← All comparisons
vs LLM + Puppeteer wrappers

LLM + Puppeteer wrapper vs makesPDF — render structure, not HTML

Don't ask the model to print HTML. Ask it to render structure.

For: Teams piping LLM output into a headless browser to generate PDFs.

LLM + Puppeteer wrappers

The one-line difference

The LLM-plus-Puppeteer pattern goes: prompt a model to emit HTML + CSS, hand the string to headless Chromium, capture the PDF. makesPDF is the agent-native alternative: the model emits markdown or a 30-token DSL string, our hosted API renders a deterministic, tagged, archival PDF. No browser in the loop, no CSS roulette, no flaky output between model versions.

Feature matrix

LLM + Puppeteer wrapper makesPDF
What the LLM emits A long HTML+CSS string Markdown or a compact DSL (doc(page(...)))
Token cost per render High (full HTML scaffolding every call) Low (DSL is ~75–95% fewer tokens than JSON or HTML)
Determinism None — same prompt → different layouts Byte-stable for a given input
Tagged PDF (PDF/UA-1) No, unless the LLM gets it right by accident Yes, by construction
PDF/A archival No Yes (PDF/A-2A)
Validation surface "Looks right in the screenshot" veraPDF + catalog validator + structure tree
Cold start / runtime Browser launch each render <100ms Worker
Agent integration Custom glue per project Public skill file + MCP server + x402-payable
Failure mode LLM emits broken CSS → silent layout drift DSL parse error → 400 with the line number

Same input, two outputs

A "Hello, Ada" report generated by an agent.

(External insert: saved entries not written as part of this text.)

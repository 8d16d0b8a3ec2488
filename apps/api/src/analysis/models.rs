//! Contract clause records and the shape check applied to AI output.

use std::fmt;

use serde::{Deserialize, Serialize};
use serde_json::{Map, Value};
use thiserror::Error;

pub const MAX_RISK_SCORE: u8 = 10;

/// One provision of a contract, as extracted by the model.
#[derive(Debug, Clone, PartialEq, Eq, Serialize, Deserialize)]
pub struct ContractClause {
    pub clause_number: String,
    pub clause_title: String,
    /// 0 – 10; 0 means "no evidence".
    pub risk_score: u8,
    pub issues: String,
    pub who_it_benefits: String,
    pub ambiguities: String,
    pub summary: String,
}

/// Ordered clauses for one `/analyze-text` call.
pub type ContractAnalysis = Vec<ContractClause>;

const TEXT_FIELDS: [&str; 6] = [
    "clause_number",
    "clause_title",
    "issues",
    "who_it_benefits",
    "ambiguities",
    "summary",
];
const RISK_SCORE: &str = "risk_score";

/// A single offending field in the model output.
#[derive(Debug, Clone, PartialEq, Eq)]
pub struct FieldViolation {
    /// Position in the clause array; `None` when the top-level value is wrong.
    pub index: Option<usize>,
    pub field: String,
    pub problem: String,
}

impl fmt::Display for FieldViolation {
    fn fmt(&self, f: &mut fmt::Formatter<'_>) -> fmt::Result {
        match self.index {
            Some(i) => write!(f, "[{i}].{}: {}", self.field, self.problem),
            None => write!(f, "{}: {}", self.field, self.problem),
        }
    }
}

#[derive(Debug, Error)]
pub enum SchemaError {
    #[error("response is not valid JSON: {0}")]
    Json(#[from] serde_json::Error),

    #[error("response violates clause schema: {}", join_violations(.0))]
    Violations(Vec<FieldViolation>),
}

fn join_violations(violations: &[FieldViolation]) -> String {
    violations
        .iter()
        .map(ToString::to_string)
        .collect::<Vec<_>>()
        .join("; ")
}

/// Parses raw model output and checks it against the clause schema.
pub fn parse_analysis(raw: &str) -> Result<ContractAnalysis, SchemaError> {
    let value: Value = serde_json::from_str(raw)?;
    validate_analysis(&value)
}

/// Checks that `value` is an array of complete clause objects.
///
/// Every violation across every element is collected; nothing is repaired.
/// Keys outside the schema are ignored and dropped.
pub fn validate_analysis(value: &Value) -> Result<ContractAnalysis, SchemaError> {
    let Some(items) = value.as_array() else {
        return Err(SchemaError::Violations(vec![FieldViolation {
            index: None,
            field: "$".to_string(),
            problem: format!("expected array, found {}", type_name(value)),
        }]));
    };

    let mut clauses = Vec::with_capacity(items.len());
    let mut violations = Vec::new();

    for (index, item) in items.iter().enumerate() {
        match item.as_object() {
            Some(obj) => {
                if let Some(clause) = validate_clause(index, obj, &mut violations) {
                    clauses.push(clause);
                }
            }
            None => violations.push(FieldViolation {
                index: Some(index),
                field: "$".to_string(),
                problem: format!("expected object, found {}", type_name(item)),
            }),
        }
    }

    if violations.is_empty() {
        Ok(clauses)
    } else {
        Err(SchemaError::Violations(violations))
    }
}

fn validate_clause(
    index: usize,
    obj: &Map<String, Value>,
    violations: &mut Vec<FieldViolation>,
) -> Option<ContractClause> {
    let before = violations.len();
    let mut violation = |field: &str, problem: String| {
        violations.push(FieldViolation {
            index: Some(index),
            field: field.to_string(),
            problem,
        })
    };

    let mut text = |field: &str| -> String {
        match obj.get(field) {
            Some(Value::String(s)) => s.clone(),
            Some(other) => {
                violation(field, format!("expected string, found {}", type_name(other)));
                String::new()
            }
            None => {
                violation(field, "missing".to_string());
                String::new()
            }
        }
    };
    let [clause_number, clause_title, issues, who_it_benefits, ambiguities, summary] =
        TEXT_FIELDS.map(|field| text(field));

    let risk_score = match obj.get(RISK_SCORE) {
        Some(Value::Number(n)) => match risk_score_from(n) {
            Some(score) => score,
            None => {
                violation(
                    RISK_SCORE,
                    format!("expected integer 0-{MAX_RISK_SCORE}, found {n}"),
                );
                0
            }
        },
        Some(other) => {
            violation(RISK_SCORE, format!("expected number, found {}", type_name(other)));
            0
        }
        None => {
            violation(RISK_SCORE, "missing".to_string());
            0
        }
    };

    (violations.len() == before).then(|| ContractClause {
        clause_number,
        clause_title,
        risk_score,
        issues,
        who_it_benefits,
        ambiguities,
        summary,
    })
}

/// Accepts `7` and `7.0`, rejects fractions, negatives and values above the scale.
fn risk_score_from(n: &serde_json::Number) -> Option<u8> {
    let whole = match n.as_u64() {
        Some(u) => u,
        None => {
            let f = n.as_f64()?;
            if f.fract() != 0.0 || f < 0.0 {
                return None;
            }
            f as u64
        }
    };
    u8::try_from(whole).ok().filter(|s| *s <= MAX_RISK_SCORE)
}

fn type_name(value: &Value) -> &'static str {
    match value {
        Value::Null => "null",
        Value::Bool(_) => "boolean",
        Value::Number(_) => "number",
        Value::String(_) => "string",
        Value::Array(_) => "array",
        Value::Object(_) => "object",
    }
}

#[cfg(test)]
mod tests {
    use super::*;
    use serde_json::json;

    fn clause_json() -> Value {
        json!({
            "clause_number": "4.2",
            "clause_title": "Termination",
            "risk_score": 6,
            "issues": "Either party may terminate without cause.",
            "who_it_benefits": "Primarily the service provider.",
            "ambiguities": "N/A",
            "summary": "Allows termination on 30 days notice."
        })
    }

    #[test]
    fn test_valid_array_parses() {
        let clauses = validate_analysis(&json!([clause_json()])).unwrap();
        assert_eq!(clauses.len(), 1);
        assert_eq!(clauses[0].clause_title, "Termination");
        assert_eq!(clauses[0].risk_score, 6);
        assert_eq!(clauses[0].ambiguities, "N/A");
    }

    #[test]
    fn test_empty_array_is_valid() {
        assert!(parse_analysis("[]").unwrap().is_empty());
    }

    #[test]
    fn test_missing_risk_score_is_reported() {
        let mut clause = clause_json();
        clause.as_object_mut().unwrap().remove("risk_score");
        let err = validate_analysis(&json!([clause])).unwrap_err();
        match err {
            SchemaError::Violations(v) => {
                assert_eq!(v.len(), 1);
                assert_eq!(v[0].index, Some(0));
                assert_eq!(v[0].field, "risk_score");
                assert_eq!(v[0].problem, "missing");
            }
            other => panic!("unexpected error: {other}"),
        }
    }

    #[test]
    fn test_collects_violations_across_elements() {
        let mut second = clause_json();
        second["summary"] = json!(12);
        second["risk_score"] = json!("high");
        let err = validate_analysis(&json!([clause_json(), second, "oops"])).unwrap_err();
        let SchemaError::Violations(v) = err else {
            panic!("expected violations");
        };
        let rendered: Vec<String> = v.iter().map(ToString::to_string).collect();
        assert_eq!(
            rendered,
            vec![
                "[1].summary: expected string, found number",
                "[1].risk_score: expected number, found string",
                "[2].$: expected object, found string",
            ]
        );
    }

    #[test]
    fn test_top_level_object_is_rejected() {
        let err = validate_analysis(&clause_json()).unwrap_err();
        assert!(err.to_string().contains("expected array, found object"));
    }

    #[test]
    fn test_risk_score_bounds() {
        for (raw, ok) in [
            (json!(0), true),
            (json!(10), true),
            (json!(7.0), true),
            (json!(11), false),
            (json!(-1), false),
            (json!(3.5), false),
        ] {
            let mut clause = clause_json();
            clause["risk_score"] = raw.clone();
            assert_eq!(
                validate_analysis(&json!([clause])).is_ok(),
                ok,
                "risk_score {raw}"
            );
        }
    }

    #[test]
    fn test_unknown_keys_are_dropped() {
        let mut clause = clause_json();
        clause["confidence"] = json!(0.9);
        let clauses = validate_analysis(&json!([clause])).unwrap();
        let out = serde_json::to_value(&clauses[0]).unwrap();
        assert!(out.get("confidence").is_none());
        assert_eq!(out.as_object().unwrap().len(), 7);
    }

    #[test]
    fn test_malformed_json_is_schema_error() {
        assert!(matches!(
            parse_analysis("[{\"clause_number\": "),
            Err(SchemaError::Json(_))
        ));
    }

    #[test]
    fn test_reserialized_clause_reproduces_fields() {
        let clauses = validate_analysis(&json!([clause_json()])).unwrap();
        let json = serde_json::to_string(&clauses).unwrap();
        let reparsed = parse_analysis(&json).unwrap();
        assert_eq!(reparsed, clauses);
    }
}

LLM + Puppeteer — model emits HTML, browser prints:

const html = await llm.generate({
  prompt:
    "Generate a one-page A4 PDF report titled 'Hello, Ada' with the body 'Welcome to the report.'. Return only the HTML.",
});
// html ≈ 800–2000 tokens of <!doctype html><html>… on every call

const browser = await puppeteer.launch();
const page = await browser.newPage();
await page.setContent(html);
await page.pdf({ path: "hello.pdf", format: "A4" });
await browser.close();

makesPDF — model emits a tiny DSL string, we render it:

const dsl = await llm.generate({
  // Model has been given the public skill file at
  // https://makespdf.com/skills/pdf-template-author.md
  prompt:
    "Emit a makesPDF DSL template for a report titled 'Hello, {{name}}' with body 'Welcome to the report.'",
});
// dsl ≈ 30–60 tokens: `const template = doc(page(col(h1("Hello, {{name}}"), p("Welcome..."))));`

await fetch("https://makespdf.com/api/v1/preview", {
  method: "POST",
  headers: { Authorization: `Bearer ${MAKESPDF_API_KEY}`, "Content-Type": "application/json" },
  body: JSON.stringify({ dsl, data: { name: "Ada" } }),
});

The DSL form gives the model a typed surface with a small, well-documented vocabulary. The HTML form gives it a 1996-era serialization format with thousands of CSS edge cases — and asks the model to get them all right, every call, with no validator in the loop.

Why people switch

  • HTML is the wrong serialization for an agent. It's verbose, full of legacy quirks, and gives the model a thousand ways to be subtly wrong (CSS specificity, box-sizing, font fallbacks, page-break rules). The DSL is a few dozen functions with explicit semantics. The model gets it right more often, in fewer tokens.
  • Tokens are cost. A 1500-token HTML scaffold per render is real money at scale. The DSL pays the structural cost once (in the skill file, which is cached) and emits ~30–100 tokens per actual document.
  • Determinism is a feature, not a luxury. When the same prompt produces different layouts on Tuesday and Thursday, you can't ship that to customers. The DSL renders to the same bytes every time.
  • Compliance can't be vibes-tested. PDF/UA-1 is a structure-tree spec. An LLM can emit HTML that looks accessible in a screenshot and still fails veraPDF. We tag by construction and validate against the ISO reference validator.
  • The skill is portable. Ship https://makespdf.com/skills/pdf-template-author.md to any agent — Claude, ChatGPT, Cursor, an MCP-aware framework — and it knows the DSL. No per-project prompt engineering.

When the LLM + Puppeteer pattern is still the right call

  • You genuinely need the full power of a browser in the loop — JS-driven charts, web fonts loaded via CSS, an existing HTML page you're snapshotting.
  • The PDF is a one-off, not a product surface. A throwaway script doesn't need a hosted API.
  • You're already standardised on Puppeteer for screenshots and don't want a second dependency.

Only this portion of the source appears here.